The species Pimpla rufipes has several synonyms, which include Pimpla hypochondriaca and Pimpla instigator. Pimpla instigator(Fabricius, 1793) has been permanently rejected under the International code of Zoological Nomenclature, since the original name Ichneumon instigatorFabricius, 1793 is a junior homonym of Ichneumon instigatorRossius, 1790, which represents a pimpline species outside of the genus Pimpla.^[5]

Distribution and habitat

This species can be found in the following countries: Afghanistan, Albania, Algeria, Armenia, Austria, Azerbaijan, Azores, Belarus, Belgium, Bulgaria, China, Croatia, Cyprus, Czech Republic, Denmark, Egypt, Estonia, Finland, France, Georgia, Germany, Greece, Hungary, India, Iran, Ireland, Italy, Japan, Kazakhstan, Korea, Kyrgyzstan, Latvia, Libya, Lithuania, Macedonia, Madeira Islands, Malta, Moldova, Mongolia, Morocco, Netherlands, Norway, Poland, Romania, Russia, Serbia & Montenegro , Slovakia, Spain, Sri Lanka, Sweden, Switzerland, Tajikistan, Tunisia, Turkey, Turkmenistan, Ukraine, United Kingdom, and Uzbekistan.^[3]^[4] These wasps mainly inhabit hedgerows and vegetated areas.^[6]

Description

Pimpla rufipes can reach a length of about 15 mm (0.59 in) with a rather slender body.^[6] These wasps are generally black with bright orange legs. The hind legs are larger than the other pairs. The ovipositor is straight, quite short and thick, however the male Pimpla rufipes does not have an ovipositor. These wasps are often mistaken for Apechthis compunctor due to having similar size, and the males of both of the species are indistinguishable from photographs. The main key difference between these two species is the ovipositor: Pimpla rufipes females have a straight ovipositor while Apechthis compunctor females have curved ovipositors.^[6]^[7]

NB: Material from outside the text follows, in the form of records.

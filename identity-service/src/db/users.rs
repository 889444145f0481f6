/// Account repository for the identity service
///
/// Sole writer of stored accounts. Uniqueness of username/email is checked
/// here before every insert/update for a friendly error on the common path;
/// the UNIQUE constraints declared in the migration remain the
/// authoritative guard against the check-then-act race (see error.rs for
/// the constraint-violation mapping). Callers must treat the duplicate
/// errors as possible even after a prior successful check.
use crate::error::{IdentityError, Result};
use crate::models::{CreateUser, UpdateUser, User};
use crate::security::password::{hash_password, verify_password};
use sqlx::PgPool;
use uuid::Uuid;

/// List accounts in insertion order with offset/limit pagination.
///
/// No ordering stability is guaranteed across concurrent mutation.
pub async fn find_all(pool: &PgPool, skip: i64, limit: i64) -> Result<Vec<User>> {
    let users =
        sqlx::query_as::<_, User>("SELECT * FROM users ORDER BY created_at, id OFFSET $1 LIMIT $2")
            .bind(skip)
            .bind(limit)
            .fetch_all(pool)
            .await?;

    Ok(users)
}

/// Find account by id
pub async fn find_by_id(pool: &PgPool, id: Uuid) -> Result<Option<User>> {
    let user = sqlx::query_as::<_, User>("SELECT * FROM users WHERE id = $1")
        .bind(id)
        .fetch_optional(pool)
        .await?;

    Ok(user)
}

/// Find account by username. Includes the credential hash; internal use only.
pub async fn find_by_username(pool: &PgPool, username: &str) -> Result<Option<User>> {
    let user = sqlx::query_as::<_, User>("SELECT * FROM users WHERE username = $1")
        .bind(username)
        .fetch_optional(pool)
        .await?;

    Ok(user)
}

/// Find account by email. Includes the credential hash; internal use only.
pub async fn find_by_email(pool: &PgPool, email: &str) -> Result<Option<User>> {
    let user = sqlx::query_as::<_, User>("SELECT * FROM users WHERE email = $1")
        .bind(email)
        .fetch_optional(pool)
        .await?;

    Ok(user)
}

/// Check whether a username is taken by an account other than `exclude`
/// (the record's own id, during updates)
async fn username_taken(pool: &PgPool, username: &str, exclude: Uuid) -> Result<bool> {
    let taken = sqlx::query_scalar::<_, bool>(
        "SELECT EXISTS(SELECT 1 FROM users WHERE username = $1 AND id <> $2)",
    )
    .bind(username)
    .bind(exclude)
    .fetch_one(pool)
    .await?;

    Ok(taken)
}

/// Check whether an email is taken by an account other than `exclude`
async fn email_taken(pool: &PgPool, email: &str, exclude: Uuid) -> Result<bool> {
    let taken = sqlx::query_scalar::<_, bool>(
        "SELECT EXISTS(SELECT 1 FROM users WHERE email = $1 AND id <> $2)",
    )
    .bind(email)
    .bind(exclude)
    .fetch_one(pool)
    .await?;

    Ok(taken)
}

/// Create a new account
///
/// The username check runs before the email check, so when both collide the
/// reported cause is the username.
pub async fn create(pool: &PgPool, new_user: &CreateUser) -> Result<User> {
    if find_by_username(pool, &new_user.username).await?.is_some() {
        return Err(IdentityError::DuplicateUsername);
    }
    if find_by_email(pool, &new_user.email).await?.is_some() {
        return Err(IdentityError::DuplicateEmail);
    }

    let password_hash = hash_password(&new_user.password);

    let user = sqlx::query_as::<_, User>(
        r#"
        INSERT INTO users (username, email, role, password_hash)
        VALUES ($1, $2, $3, $4)
        RETURNING *
        "#,
    )
    .bind(&new_user.username)
    .bind(&new_user.email)
    .bind(new_user.role)
    .bind(&password_hash)
    .fetch_one(pool)
    .await?;

    tracing::info!(user_id = %user.id, username = %user.username, "Account created");

    Ok(user)
}

/// Patch an existing account
///
/// Only fields present in `fields` are applied; uniqueness is re-checked
/// for changed identity fields excluding the account's own record, and a
/// new secret is re-hashed. Returns `None` if `id` does not resolve.
pub async fn update(pool: &PgPool, id: Uuid, fields: &UpdateUser) -> Result<Option<User>> {
    if let Some(username) = &fields.username {
        if username_taken(pool, username, id).await? {
            return Err(IdentityError::DuplicateUsername);
        }
    }
    if let Some(email) = &fields.email {
        if email_taken(pool, email, id).await? {
            return Err(IdentityError::DuplicateEmail);
        }
    }

    let password_hash = fields.password.as_deref().map(hash_password);

    let user = sqlx::query_as::<_, User>(
        r#"
        UPDATE users
        SET
            username = COALESCE($2, username),
            email = COALESCE($3, email),
            role = COALESCE($4, role),
            password_hash = COALESCE($5, password_hash)
        WHERE id = $1
        RETURNING *
        "#,
    )
    .bind(id)
    .bind(&fields.username)
    .bind(&fields.email)
    .bind(fields.role)
    .bind(password_hash)
    .fetch_optional(pool)
    .await?;

    Ok(user)
}

/// Hard-delete an account. Returns whether a record existed and was removed.
pub async fn delete(pool: &PgPool, id: Uuid) -> Result<bool> {
    let result = sqlx::query("DELETE FROM users WHERE id = $1")
        .bind(id)
        .execute(pool)
        .await?;

    Ok(result.rows_affected() > 0)
}

/// Verify a username/secret pair
///
/// Fails closed: not-found and credential mismatch are indistinguishable to
/// the caller, both returning `None`.
pub async fn authenticate(pool: &PgPool, username: &str, password: &str) -> Result<Option<User>> {
    let Some(user) = find_by_username(pool, username).await? else {
        return Ok(None);
    };

    if verify_password(&user.password_hash, password)? {
        Ok(Some(user))
    } else {
        Ok(None)
    }
}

The front wing of Pimpla rufipes is 5.5 to 15 mm long. Its hind tibia is without a pale submedian band and the abdomen is finely mat to subpolished, usually rather closely dotted with tiny holes. Its first tergite is long, with a prominent dorsal hump centered just beyond the middle. The upper valve of ovipositor is also not or only weakly flattened.^[8]

Behaviour

A parasitoid of butterfly and moth larvae and pupae, laying an egg in each one.^[9]Pimpla rufipes have preferences in choosing their hosts that are affected by various factors. Research was conducted on cylinders which represent the hosts Pimpla rufipes would normally puncture. The first factor is the texture of the host; smooth cylinders were punctured more often than cylinders that had been roughened with sandpaper. The second factor is colour; the wasps discriminated between yellow and blue cylinders and could remember to associate the colours as a presence of a host, where blue was inherently preferred over yellow.^[10] The last known factor is whether or not a cylinder/host is open or closed ended, where only cylinders that were close ended were frequently punctured.^[10] These factors are tested by the female wasp using its antennae which send vibrations to make the object resonate before determining if the host will make for a suitable oviposition site.^[11] It is still unknown how these vibrations are created from the antennae, and the antennae are not utilized as drumsticks.^[11] However it is known that the wasp does not use a stridulatory organ to generate these noises. This is all part of Pimpla rufipes exploratory behaviour, and acoustic probing allow the females to find and locate prey.^[11]

Reproduction

Pimpla rufipes is a idiobont endoparasitoid which means that hosts do not mature after parasitisation. Pimpla rufipes goes through five stages as a larva. At its first instar, the larva is already very big,^[12] which is why the female can only carry few eggs at a time. Pimpla rufipes goes through morphogical changes at every instar, which mostly last 24 hours each, although the fifth and last instar lasts for around 9 days on average.^[13]

Diet

The larvae and adult versions of Pimpla rufipes feed on different food. The main hosts of this parasitic wasp are the large white butterfly ( Pieris brassicae ) and the spongy moth ( Lymantria dispar ).^[14] The larvae feed on the hosts that have been through parasitisation, one example of which is the tomato moth, Lacanobia oleracea.^[13] On the other hand, adults mainly feed on flowers.^[6]

Venom

Pimpla rufipes is known to have a substantial amount of venom which is cytotoxic (causing cell death) and can paralyze its hosts.^[13] This paralysis of its hosts is due to a paralytic substance called pimplin in its venom, which allows for an easy oviposition. Furthermore the venom of Pimpla rufipes has antibacterial properties to prevent bacterial entry into the host, similarly to other idiobont species.^[13]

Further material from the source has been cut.